What you should do> Say how many lines in the following entries include "IngestError", and add nothing else.

Source material>
______

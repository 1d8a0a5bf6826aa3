//! YouTube Data API v3 adapter.
//!
//! Listing goes through `search` (newest first), which returns snippets only;
//! statistics and duration come from `videos` during enrichment.

use async_trait::async_trait;
use postpulse_core::{IngestError, Provider};

use crate::api::{ListTarget, PlatformApi};
use crate::credentials::Credentials;
use crate::error::ClientBuildError;
use crate::http::{ApiHttp, HttpOptions};
use crate::types::{
    ApiResponse, ListingPage, RawPost, YouTubeSearchResponse, YouTubeVideo,
    YouTubeVideoListResponse,
};

pub const DEFAULT_BASE_URL: &str = "https://www.googleapis.com/youtube/v3";

const MAX_PAGE_SIZE: u32 = 50;

#[derive(Debug, Clone)]
pub struct YouTubeApi {
    http: ApiHttp,
}

impl YouTubeApi {
    /// # Errors
    ///
    /// See [`ApiHttp::new`].
    pub fn new(options: &HttpOptions) -> Result<Self, ClientBuildError> {
        Self::with_base_url(DEFAULT_BASE_URL, options)
    }

    /// # Errors
    ///
    /// See [`ApiHttp::new`].
    pub fn with_base_url(base_url: &str, options: &HttpOptions) -> Result<Self, ClientBuildError> {
        Ok(Self {
            http: ApiHttp::new(Provider::YouTube, base_url, options)?,
        })
    }
}

#[async_trait]
impl PlatformApi for YouTubeApi {
    fn provider(&self) -> Provider {
        Provider::YouTube
    }

    async fn list_page(
        &self,
        credentials: &Credentials,
        target: ListTarget<'_>,
        cursor: Option<&str>,
        page_size: u32,
    ) -> Result<ApiResponse<ListingPage>, IngestError> {
        let mut url = self.http.endpoint("search")?;
        {
            let mut query = url.query_pairs_mut();
            query
                .append_pair("part", "snippet")
                .append_pair("type", "video")
                .append_pair("order", "date")
                .append_pair("maxResults", &page_size.clamp(1, MAX_PAGE_SIZE).to_string());
            match target {
                ListTarget::Own { .. } => query.append_pair("forMine", "true"),
                ListTarget::Competitor { handle, .. } => query.append_pair("channelId", handle),
            };
            if let Some(token) = cursor {
                query.append_pair("pageToken", token);
            }
        }

        let request = self.http.get(url, &credentials.access_token);
        let response = self
            .http
            .send::<YouTubeSearchResponse>(request, "search")
            .await?;
        Ok(response.map(|search| {
            let items = search
                .items
                .into_iter()
                .filter_map(|item| {
                    item.id.video_id.map(|id| {
                        RawPost::YouTube(YouTubeVideo {
                            id,
                            snippet: item.snippet,
                            statistics: None,
                            content_details: None,
                        })
                    })
                })
                .collect();
            ListingPage {
                items,
                has_more: search.next_page_token.is_some(),
                next_cursor: search.next_page_token,
                follower_count: None,
            }
        }))
    }

    async fn fetch_item(
        &self,
        credentials: &Credentials,
        post_id: &str,
    ) -> Result<ApiResponse<RawPost>, IngestError> {
        let mut url = self.http.endpoint("videos")?;
        url.query_pairs_mut()
            .append_pair("part", "snippet,statistics,contentDetails")
            .append_pair("id", post_id);
        let request = self.http.get(url, &credentials.access_token);
        let response = self
            .http
            .send::<YouTubeVideoListResponse>(request, "videos")
            .await?;
        let quota = response.quota;
        let video = response
            .body
            .items
            .into_iter()
            .next()
            .ok_or_else(|| IngestError::PermanentProvider {
                provider: Provider::YouTube,
                status: 404,
                message: format!("video {post_id} not found"),
            })?;
        Ok(ApiResponse {
            body: RawPost::YouTube(video),
            quota,
        })
    }
}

______

Result of the exercise> 4